(DATA SUPPLIED begins)
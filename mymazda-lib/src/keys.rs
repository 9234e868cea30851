//! Key derivation and request signing
//!
//! All functions here are pure: the only inputs are the app code, the
//! caller-supplied timestamp and (for session calls) the session sign key.
//!
//! # Derivation
//!
//! 1. `upper(md5(app_code + package_id))`
//! 2. `lower(md5(step1 + SIGNATURE_MD5))`
//!
//! The static decryption key is `step2[4..20]`. The temporary sign key is
//! `step2[20..32] + step2[0..10] + step2[4..6]`.

use crate::constants::{APP_PACKAGE_ID, SIGNATURE_MD5};
use crate::error::MazdaError;
use md5::Md5;
use sha2::{Digest, Sha256};

fn app_code_digest(app_code: &str) -> String {
    let val1 = hex::encode_upper(Md5::digest(format!("{app_code}{APP_PACKAGE_ID}")));
    hex::encode(Md5::digest(format!("{val1}{SIGNATURE_MD5}")))
}

/// Static key used to decrypt the key-exchange (check version) response
pub fn decryption_key_from_app_code(app_code: &str) -> String {
    let digest = app_code_digest(app_code);
    digest[4..20].to_string()
}

/// Sign key for the unauthenticated key-exchange call
pub fn temporary_sign_key(app_code: &str) -> String {
    let digest = app_code_digest(app_code);
    format!("{}{}{}", &digest[20..32], &digest[0..10], &digest[4..6])
}

/// Signature for the key-exchange call, bound only to the timestamp
pub fn sign_from_timestamp(app_code: &str, timestamp: &str) -> String {
    if timestamp.is_empty() {
        return String::new();
    }

    let extended = format!("{timestamp}{}{}", tail(timestamp, 6), tail(timestamp, 3)).to_uppercase();
    sign(&extended, &temporary_sign_key(app_code))
}

/// Signature over an already encrypted payload (query or body) and timestamp
pub fn sign_from_payload_and_timestamp(
    encrypted_payload: &str,
    timestamp: &str,
    sign_key: Option<&str>,
) -> Result<String, MazdaError> {
    let sign_key = sign_key.filter(|k| !k.is_empty()).ok_or_else(|| MazdaError::missing("sign key"))?;
    if timestamp.is_empty() {
        return Ok(String::new());
    }

    let message = format!(
        "{encrypted_payload}{timestamp}{}{}",
        tail(timestamp, 6),
        tail(timestamp, 3)
    );
    Ok(sign(&message, sign_key))
}

/// `upper(sha256(message + key))`
pub fn sign(message: &str, key: &str) -> String {
    let mut hasher = Sha256::new();
    hasher.update(message.as_bytes());
    hasher.update(key.as_bytes());
    hex::encode_upper(hasher.finalize())
}

/// Suffix starting at `from`, empty when the string is shorter
fn tail(s: &str, from: usize) -> &str {
    s.get(from..).unwrap_or("")
}

#[cfg(test)]
mod tests {
    use super::*;

    const APP_CODE: &str = "202007270941270111799";
    const TIMESTAMP: &str = "1620000000000";

    #[test]
    fn test_decryption_key_from_app_code() {
        assert_eq!(decryption_key_from_app_code(APP_CODE), "a19e6e2de0e07d4a");
        assert_eq!(decryption_key_from_app_code(APP_CODE).len(), 16);
    }

    #[test]
    fn test_temporary_sign_key_offsets() {
        // Second-stage digest is f4bca19e6e2de0e07d4a3c5ce1dac489
        assert_eq!(temporary_sign_key(APP_CODE), "3c5ce1dac489f4bca19e6ea1");
    }

    #[test]
    fn test_sign_known_answer() {
        assert_eq!(
            sign("hello", "world"),
            "936A185CAAA266BB9CBE981E9E05CB78CD732B0B3280EB944412BB6F8F8F07AF"
        );
    }

    #[test]
    fn test_sign_is_fixed_length_uppercase_hex() {
        let signature = sign("payload", "key");
        assert_eq!(signature.len(), 64);
        assert!(signature.chars().all(|c| c.is_ascii_digit() || ('A'..='F').contains(&c)));
        assert_eq!(signature, sign("payload", "key"));
    }

    #[test]
    fn test_sign_from_timestamp() {
        assert_eq!(
            sign_from_timestamp(APP_CODE, TIMESTAMP),
            "FF3560D15FE8E5185509E9DAACB75F79CE092A2E88BF339DEEA3011DEF82300D"
        );
        assert_eq!(sign_from_timestamp(APP_CODE, ""), "");
    }

    #[test]
    fn test_sign_from_payload_and_timestamp() {
        let signature = sign_from_payload_and_timestamp("ENC", TIMESTAMP, Some("SIGNKEY")).unwrap();
        assert_eq!(
            signature,
            "69BEB14929FB00BD5788F627497BD52A4EC5DFEFF7493C6F9D0FE5A99BA20F16"
        );
        // No hidden clock dependency
        assert_eq!(
            signature,
            sign_from_payload_and_timestamp("ENC", TIMESTAMP, Some("SIGNKEY")).unwrap()
        );
    }

    #[test]
    fn test_sign_from_payload_requires_sign_key() {
        assert!(matches!(
            sign_from_payload_and_timestamp("ENC", TIMESTAMP, None),
            Err(MazdaError::Configuration(_))
        ));
        assert!(matches!(
            sign_from_payload_and_timestamp("ENC", TIMESTAMP, Some("")),
            Err(MazdaError::Configuration(_))
        ));
    }
}
use anyhow::{Context, Result};
use clap::{Parser, Subcommand};
use clap_verbosity_flag::{InfoLevel, Verbosity};
use std::path::PathBuf;
use std::process;
use tracing::{error, info};
use tracing_appender::non_blocking::WorkerGuard;
use tracing_subscriber::{EnvFilter, layer::SubscriberExt, util::SubscriberInitExt};

use mymazda_lib::{ClientConfig, Connection, Controller, Credentials, Region};

/// Command-line client for the MyMazda connected-vehicle service.
#[derive(Parser, Debug)]
#[command(author, version, about, long_about = None)]
struct Cli {
    /// Account email address.
    #[arg(short, long, env = "MAZDA_EMAIL")]
    email: String,
    /// Account password.
    #[arg(short, long, env = "MAZDA_PASSWORD", hide_env_values = true)]
    password: String,
    /// Regional deployment: MNAO, MME or MJO.
    #[arg(short, long, env = "MAZDA_REGION", default_value = "MNAO")]
    region: Region,
    /// Locale sent with every request.
    #[arg(long, default_value = "en-US")]
    locale: String,
    /// Base64 DER RSA public key for the sensor-data header.
    #[arg(long, env = "MAZDA_SENSOR_DATA_KEY")]
    sensor_data_key: Option<String>,
    /// Optional directory for daily-rolling log files, in addition to the console.
    #[arg(long)]
    log_dir: Option<PathBuf>,
    #[command(flatten)]
    verbose: Verbosity<InfoLevel>,
    #[command(subcommand)]
    command: Command,
}

#[derive(Subcommand, Debug)]
enum Command {
    /// Log in and print the token expiry.
    Login,
    /// Terms and conditions.
    Tac,
    /// Language package for the app.
    LanguagePkg,
    /// Vehicles registered to the account.
    Vehicles,
    /// Current status of one vehicle.
    Status { internal_vin: String },
    /// Health report of one vehicle.
    Health { internal_vin: String },
    Lock { internal_vin: String },
    Unlock { internal_vin: String },
    /// Turn hazard lights on.
    LightOn { internal_vin: String },
    /// Turn hazard lights off.
    LightOff { internal_vin: String },
    EngineStart { internal_vin: String },
    EngineStop { internal_vin: String },
}

fn setup_logging(log_dir: Option<&PathBuf>, verbosity: &Verbosity<InfoLevel>) -> Result<Option<WorkerGuard>> {
    let console_layer = tracing_subscriber::fmt::layer()
        .with_writer(std::io::stderr)
        .with_target(false)
        .without_time();

    let (file_layer, guard) = if let Some(dir) = log_dir {
        std::fs::create_dir_all(dir).with_context(|| format!("Failed to create log directory {:?}", dir))?;
        let appender = tracing_appender::rolling::daily(dir, "mymazda.log");
        let (non_blocking_writer, guard) = tracing_appender::non_blocking(appender);
        let layer = tracing_subscriber::fmt::layer()
            .with_writer(non_blocking_writer)
            .with_ansi(false);
        (Some(layer), Some(guard))
    } else {
        (None, None)
    };

    // -v gives DEBUG, -vv TRACE; RUST_LOG overrides both
    let filter = EnvFilter::builder()
        .with_default_directive(verbosity.tracing_level_filter().into())
        .from_env_lossy();

    tracing_subscriber::registry()
        .with(filter)
        .with(console_layer)
        .with(file_layer)
        .init();

    if let Some(dir) = log_dir {
        info!("Logging to directory: {:?}", dir);
    }

    Ok(guard)
}

#[tokio::main]
async fn main() -> Result<()> {
    let cli = Cli::parse();
    let _guard = setup_logging(cli.log_dir.as_ref(), &cli.verbose)?;

    if let Err(e) = run(cli).await {
        error!("{:#}", e);
        process::exit(1);
    }

    Ok(())
}

async fn run(cli: Cli) -> Result<()> {
    let mut config = ClientConfig::for_region(cli.region).with_locale(cli.locale);
    if let Some(key) = cli.sensor_data_key {
        config = config.with_sensor_data_public_key(key);
    }

    let connection = Connection::new(Credentials::new(cli.email, cli.password), config)
        .context("Failed to create connection")?;
    let controller = Controller::new(connection);

    let response = match &cli.command {
        Command::Login => {
            let token = controller.connection().login().await.context("Login failed")?;
            serde_json::json!({ "accessTokenExpirationTs": token.expiration_ts })
        }
        Command::Tac => controller.get_tac().await?,
        Command::LanguagePkg => controller.get_language_pkg().await?,
        Command::Vehicles => controller.get_vec_base_infos().await?,
        Command::Status { internal_vin } => controller.get_vehicle_status(internal_vin).await?,
        Command::Health { internal_vin } => controller.get_health_report(internal_vin).await?,
        Command::Lock { internal_vin } => controller.door_lock(internal_vin).await?,
        Command::Unlock { internal_vin } => controller.door_unlock(internal_vin).await?,
        Command::LightOn { internal_vin } => controller.light_on(internal_vin).await?,
        Command::LightOff { internal_vin } => controller.light_off(internal_vin).await?,
        Command::EngineStart { internal_vin } => controller.engine_start(internal_vin).await?,
        Command::EngineStop { internal_vin } => controller.engine_stop(internal_vin).await?,
    };

    println!("{}", serde_json::to_string_pretty(&response)?);
    controller.close();
    Ok(())
}
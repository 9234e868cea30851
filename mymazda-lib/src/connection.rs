//! Encrypted request/response engine
//!
//! [`Connection`] turns a logical [`ApiRequest`] into an encrypted, signed HTTP
//! request, dispatches it through a [`Transport`], and decrypts the reply.
//! Session keys and the access token are acquired lazily and refreshed at most
//! once per call when the server reports them stale.

use crate::cipher::{BLOCK_SIZE, decrypt_json, encrypt_credential, encrypt_payload};
use crate::config::{ClientConfig, Credentials};
use crate::constants::{
    APP_OS, APP_PACKAGE_ID, CHECK_VERSION_ENDPOINT, STATE_SUCCESS, USER_AGENT_USHER_API, USHER_APP_ID,
    USHER_DEVICE_ID, USHER_SDK_VERSION,
};
use crate::error::MazdaError;
use crate::keys::{decryption_key_from_app_code, sign_from_payload_and_timestamp, sign_from_timestamp};
use crate::sensordata::SensorDataBuilder;
use crate::sensordata::encryptor::HybridSensorEncryptor;
use crate::session::{KeyMaterial, SessionState, SessionToken};
use crate::transport::{HttpRequest, HttpTransport, Method, RequestBody, Transport};
use num_enum::{FromPrimitive, IntoPrimitive};
use serde::Deserialize;
use serde_json::{Map, Value, json};
use std::sync::Arc;
use tracing::{debug, info, warn};

/// Error codes the API reports in a failed response envelope
#[derive(Debug, Clone, Copy, PartialEq, Eq, IntoPrimitive, FromPrimitive)]
#[repr(u32)]
pub enum ServerErrorCode {
    /// Request could not be decrypted with the session keys
    EncryptionRejected = 600001,
    /// Access token is no longer accepted
    TokenExpired = 600002,
    #[num_enum(catch_all)]
    Other(u32),
}

impl ServerErrorCode {
    fn into_error(self, http_status: u16) -> MazdaError {
        let code = u32::from(self);
        match self {
            ServerErrorCode::EncryptionRejected => MazdaError::EncryptionRejected { code },
            ServerErrorCode::TokenExpired => MazdaError::TokenExpired { code },
            ServerErrorCode::Other(_) => MazdaError::RequestFailed {
                http_status,
                code: Some(code),
            },
        }
    }
}

/// One logical API call
#[derive(Debug, Clone, PartialEq)]
pub struct ApiRequest {
    pub method: Method,
    pub endpoint: String,
    pub query: Option<Vec<(String, String)>>,
    pub body: Option<Map<String, Value>>,
    pub needs_keys: bool,
    pub needs_auth: bool,
}

impl ApiRequest {
    pub fn new(method: Method, endpoint: impl Into<String>) -> Self {
        Self {
            method,
            endpoint: endpoint.into(),
            query: None,
            body: None,
            needs_keys: true,
            needs_auth: false,
        }
    }

    pub fn get(endpoint: impl Into<String>) -> Self {
        Self::new(Method::Get, endpoint)
    }

    pub fn post(endpoint: impl Into<String>) -> Self {
        Self::new(Method::Post, endpoint)
    }

    pub fn query(mut self, name: &str, value: impl Into<String>) -> Self {
        self.query
            .get_or_insert_with(Vec::new)
            .push((name.to_string(), value.into()));
        self
    }

    /// Set the JSON body, which must be an object
    pub fn body(mut self, body: Value) -> Result<Self, MazdaError> {
        match body {
            Value::Object(map) => {
                self.body = Some(map);
                Ok(self)
            }
            other => Err(MazdaError::Configuration(format!(
                "request body for {} must be a JSON object, got {other}",
                self.endpoint
            ))),
        }
    }

    pub fn authenticated(mut self) -> Self {
        self.needs_auth = true;
        self
    }

    pub fn without_keys(mut self) -> Self {
        self.needs_keys = false;
        self
    }

    fn is_key_exchange(&self) -> bool {
        self.endpoint.contains(CHECK_VERSION_ENDPOINT)
    }
}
(DATA SUPPLIED ends)
§ DESCRIPTION OF THE TASK
Pull out all lines in the data above that include "response".

§ TASK SOLUTION
/// Static key used to decrypt the key-exchange (check version) response
    let response = match &cli.command {
    println!("{}", serde_json::to_string_pretty(&response)?);
//! Encrypted request/response engine
/// Error codes the API reports in a failed response envelope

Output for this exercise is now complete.